Begin at the top of the listing below. Write each line out exactly, ending with the line that holds "the import passes".

★ ★ ★ ★ ★ ★ ★

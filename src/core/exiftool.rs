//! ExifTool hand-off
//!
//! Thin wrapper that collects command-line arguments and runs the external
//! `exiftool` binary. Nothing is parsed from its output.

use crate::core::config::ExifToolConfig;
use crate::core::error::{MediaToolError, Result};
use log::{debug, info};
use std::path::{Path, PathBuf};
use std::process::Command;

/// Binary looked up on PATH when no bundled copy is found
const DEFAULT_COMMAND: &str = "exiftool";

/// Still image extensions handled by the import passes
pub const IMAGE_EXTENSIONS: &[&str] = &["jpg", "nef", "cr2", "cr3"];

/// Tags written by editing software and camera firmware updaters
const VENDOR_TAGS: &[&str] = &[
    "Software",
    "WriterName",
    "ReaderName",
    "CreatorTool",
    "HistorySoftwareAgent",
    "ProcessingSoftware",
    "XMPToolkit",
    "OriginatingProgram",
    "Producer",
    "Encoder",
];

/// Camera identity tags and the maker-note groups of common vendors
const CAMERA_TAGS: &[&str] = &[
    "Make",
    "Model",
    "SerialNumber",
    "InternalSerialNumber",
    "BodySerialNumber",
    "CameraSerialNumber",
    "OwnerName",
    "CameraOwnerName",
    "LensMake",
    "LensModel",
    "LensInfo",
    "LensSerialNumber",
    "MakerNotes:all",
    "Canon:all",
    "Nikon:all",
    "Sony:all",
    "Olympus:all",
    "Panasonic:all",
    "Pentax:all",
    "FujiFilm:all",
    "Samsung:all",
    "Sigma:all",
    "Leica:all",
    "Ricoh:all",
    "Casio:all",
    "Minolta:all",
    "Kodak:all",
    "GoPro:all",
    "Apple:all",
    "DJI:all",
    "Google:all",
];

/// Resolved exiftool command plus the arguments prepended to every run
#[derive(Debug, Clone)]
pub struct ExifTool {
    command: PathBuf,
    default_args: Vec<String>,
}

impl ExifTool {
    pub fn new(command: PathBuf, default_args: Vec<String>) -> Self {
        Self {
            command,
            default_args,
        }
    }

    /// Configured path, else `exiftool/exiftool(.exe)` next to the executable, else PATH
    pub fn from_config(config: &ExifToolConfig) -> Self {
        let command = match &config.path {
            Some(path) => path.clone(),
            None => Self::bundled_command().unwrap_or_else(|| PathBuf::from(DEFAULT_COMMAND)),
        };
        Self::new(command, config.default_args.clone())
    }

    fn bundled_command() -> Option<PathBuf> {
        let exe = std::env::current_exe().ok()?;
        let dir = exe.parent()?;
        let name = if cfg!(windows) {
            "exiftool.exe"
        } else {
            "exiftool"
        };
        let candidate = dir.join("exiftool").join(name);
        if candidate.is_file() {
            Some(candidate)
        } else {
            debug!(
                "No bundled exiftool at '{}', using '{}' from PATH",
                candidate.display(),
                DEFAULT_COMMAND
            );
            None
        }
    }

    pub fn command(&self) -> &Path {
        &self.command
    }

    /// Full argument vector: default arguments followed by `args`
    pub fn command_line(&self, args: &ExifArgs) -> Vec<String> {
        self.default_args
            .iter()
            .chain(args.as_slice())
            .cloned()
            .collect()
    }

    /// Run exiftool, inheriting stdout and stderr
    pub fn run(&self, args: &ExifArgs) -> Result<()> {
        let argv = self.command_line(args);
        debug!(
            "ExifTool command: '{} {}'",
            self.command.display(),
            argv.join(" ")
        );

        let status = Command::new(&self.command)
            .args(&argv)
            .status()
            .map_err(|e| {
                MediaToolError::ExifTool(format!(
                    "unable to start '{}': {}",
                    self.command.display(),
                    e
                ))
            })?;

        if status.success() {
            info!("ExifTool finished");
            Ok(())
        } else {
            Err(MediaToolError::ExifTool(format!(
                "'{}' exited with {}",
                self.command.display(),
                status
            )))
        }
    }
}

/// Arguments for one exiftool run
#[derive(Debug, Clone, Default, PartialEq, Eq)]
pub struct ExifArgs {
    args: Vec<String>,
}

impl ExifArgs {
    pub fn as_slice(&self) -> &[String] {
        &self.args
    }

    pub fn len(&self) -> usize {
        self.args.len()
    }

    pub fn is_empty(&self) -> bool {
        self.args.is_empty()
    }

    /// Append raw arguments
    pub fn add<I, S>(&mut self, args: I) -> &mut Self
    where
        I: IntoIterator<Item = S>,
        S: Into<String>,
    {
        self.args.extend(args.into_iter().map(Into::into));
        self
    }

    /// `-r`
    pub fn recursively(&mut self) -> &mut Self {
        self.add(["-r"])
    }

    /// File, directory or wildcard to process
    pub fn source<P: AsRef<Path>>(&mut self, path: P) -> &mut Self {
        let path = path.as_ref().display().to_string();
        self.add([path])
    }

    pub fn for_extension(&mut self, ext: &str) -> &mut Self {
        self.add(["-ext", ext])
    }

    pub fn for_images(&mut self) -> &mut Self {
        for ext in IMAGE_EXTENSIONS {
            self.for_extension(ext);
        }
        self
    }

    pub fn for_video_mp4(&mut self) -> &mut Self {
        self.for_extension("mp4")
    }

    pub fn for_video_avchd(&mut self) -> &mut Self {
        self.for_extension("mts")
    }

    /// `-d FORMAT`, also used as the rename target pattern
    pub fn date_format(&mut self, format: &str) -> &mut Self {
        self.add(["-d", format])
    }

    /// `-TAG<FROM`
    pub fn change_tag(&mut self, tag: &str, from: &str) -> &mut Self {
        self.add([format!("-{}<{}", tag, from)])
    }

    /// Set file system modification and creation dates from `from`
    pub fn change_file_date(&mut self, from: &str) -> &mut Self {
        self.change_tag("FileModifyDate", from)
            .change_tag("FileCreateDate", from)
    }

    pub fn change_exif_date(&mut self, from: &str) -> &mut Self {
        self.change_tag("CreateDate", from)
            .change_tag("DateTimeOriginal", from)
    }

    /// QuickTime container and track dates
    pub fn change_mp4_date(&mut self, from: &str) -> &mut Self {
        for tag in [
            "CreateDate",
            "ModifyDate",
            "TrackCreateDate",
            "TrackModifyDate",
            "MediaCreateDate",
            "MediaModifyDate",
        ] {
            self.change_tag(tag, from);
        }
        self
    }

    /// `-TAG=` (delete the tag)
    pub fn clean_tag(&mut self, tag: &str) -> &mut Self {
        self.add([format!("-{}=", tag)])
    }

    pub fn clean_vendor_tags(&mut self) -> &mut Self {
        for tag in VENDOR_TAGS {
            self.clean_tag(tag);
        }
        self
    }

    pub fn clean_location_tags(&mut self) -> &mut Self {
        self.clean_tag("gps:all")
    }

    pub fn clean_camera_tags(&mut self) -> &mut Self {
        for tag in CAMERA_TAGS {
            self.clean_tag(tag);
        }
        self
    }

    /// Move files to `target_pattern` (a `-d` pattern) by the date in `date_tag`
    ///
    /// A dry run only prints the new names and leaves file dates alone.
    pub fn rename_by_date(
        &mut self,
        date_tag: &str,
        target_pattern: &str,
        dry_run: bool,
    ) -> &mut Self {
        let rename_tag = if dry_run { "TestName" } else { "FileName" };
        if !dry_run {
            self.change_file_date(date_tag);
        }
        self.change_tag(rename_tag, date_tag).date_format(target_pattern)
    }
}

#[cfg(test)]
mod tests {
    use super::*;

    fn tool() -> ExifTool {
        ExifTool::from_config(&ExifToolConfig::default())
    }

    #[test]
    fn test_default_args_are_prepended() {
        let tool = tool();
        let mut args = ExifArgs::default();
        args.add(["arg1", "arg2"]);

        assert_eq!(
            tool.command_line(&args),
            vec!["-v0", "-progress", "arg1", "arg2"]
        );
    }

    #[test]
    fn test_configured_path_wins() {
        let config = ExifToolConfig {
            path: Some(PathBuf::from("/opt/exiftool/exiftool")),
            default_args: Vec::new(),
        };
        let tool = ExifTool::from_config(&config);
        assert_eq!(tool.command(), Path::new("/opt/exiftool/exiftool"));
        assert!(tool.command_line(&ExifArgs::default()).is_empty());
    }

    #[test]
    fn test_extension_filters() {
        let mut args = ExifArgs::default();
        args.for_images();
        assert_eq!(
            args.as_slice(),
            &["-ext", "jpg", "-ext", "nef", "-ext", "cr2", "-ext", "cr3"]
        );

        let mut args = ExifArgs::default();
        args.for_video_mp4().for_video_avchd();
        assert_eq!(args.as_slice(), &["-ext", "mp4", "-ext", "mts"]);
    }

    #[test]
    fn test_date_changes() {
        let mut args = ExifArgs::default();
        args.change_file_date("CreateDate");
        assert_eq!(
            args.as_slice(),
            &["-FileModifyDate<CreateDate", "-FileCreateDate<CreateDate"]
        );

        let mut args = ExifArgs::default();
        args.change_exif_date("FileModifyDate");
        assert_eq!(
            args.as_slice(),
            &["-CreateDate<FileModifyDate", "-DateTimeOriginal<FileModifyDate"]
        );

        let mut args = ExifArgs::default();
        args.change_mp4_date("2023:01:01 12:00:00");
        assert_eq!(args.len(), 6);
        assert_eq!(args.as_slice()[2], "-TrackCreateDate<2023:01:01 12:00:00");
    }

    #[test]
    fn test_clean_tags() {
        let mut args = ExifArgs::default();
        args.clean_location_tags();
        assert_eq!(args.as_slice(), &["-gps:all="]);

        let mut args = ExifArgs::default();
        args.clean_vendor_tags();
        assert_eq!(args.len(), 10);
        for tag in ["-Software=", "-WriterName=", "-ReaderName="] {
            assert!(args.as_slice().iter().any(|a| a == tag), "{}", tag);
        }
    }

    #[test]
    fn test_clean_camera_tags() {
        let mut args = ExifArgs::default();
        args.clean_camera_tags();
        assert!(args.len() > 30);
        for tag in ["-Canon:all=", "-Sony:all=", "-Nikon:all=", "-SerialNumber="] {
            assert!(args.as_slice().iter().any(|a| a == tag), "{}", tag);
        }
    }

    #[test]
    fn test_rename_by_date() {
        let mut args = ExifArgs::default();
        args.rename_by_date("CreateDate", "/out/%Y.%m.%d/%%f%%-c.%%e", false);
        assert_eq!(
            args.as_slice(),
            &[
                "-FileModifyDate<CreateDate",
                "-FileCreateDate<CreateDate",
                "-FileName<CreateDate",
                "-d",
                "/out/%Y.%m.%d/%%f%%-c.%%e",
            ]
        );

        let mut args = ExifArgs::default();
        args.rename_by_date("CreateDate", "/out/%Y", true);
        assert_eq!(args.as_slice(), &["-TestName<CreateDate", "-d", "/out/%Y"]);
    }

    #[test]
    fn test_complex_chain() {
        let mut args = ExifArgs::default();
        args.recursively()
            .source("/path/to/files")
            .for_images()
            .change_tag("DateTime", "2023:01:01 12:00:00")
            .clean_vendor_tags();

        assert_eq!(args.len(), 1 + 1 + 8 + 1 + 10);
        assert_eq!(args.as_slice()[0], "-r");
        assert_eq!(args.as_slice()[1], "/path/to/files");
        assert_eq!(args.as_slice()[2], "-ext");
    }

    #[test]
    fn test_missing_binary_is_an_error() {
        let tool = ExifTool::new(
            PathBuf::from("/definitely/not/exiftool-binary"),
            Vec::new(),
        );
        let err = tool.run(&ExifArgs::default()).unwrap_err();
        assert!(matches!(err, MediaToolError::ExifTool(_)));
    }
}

★ ★ ★ ★ ★ ★ ★

Solution
filename src/core/exiftool.rs
//! ExifTool hand-off
//!
//! Thin wrapper that collects command-line arguments and runs the external
//! `exiftool` binary. Nothing is parsed from its output.

use crate::core::config::ExifToolConfig;
use crate::core::error::{MediaToolError, Result};
use log::{debug, info};
use std::path::{Path, PathBuf};
use std::process::Command;

/// Binary looked up on PATH when no bundled copy is found
const DEFAULT_COMMAND: &str = "exiftool";

/// Still image extensions handled by the import passes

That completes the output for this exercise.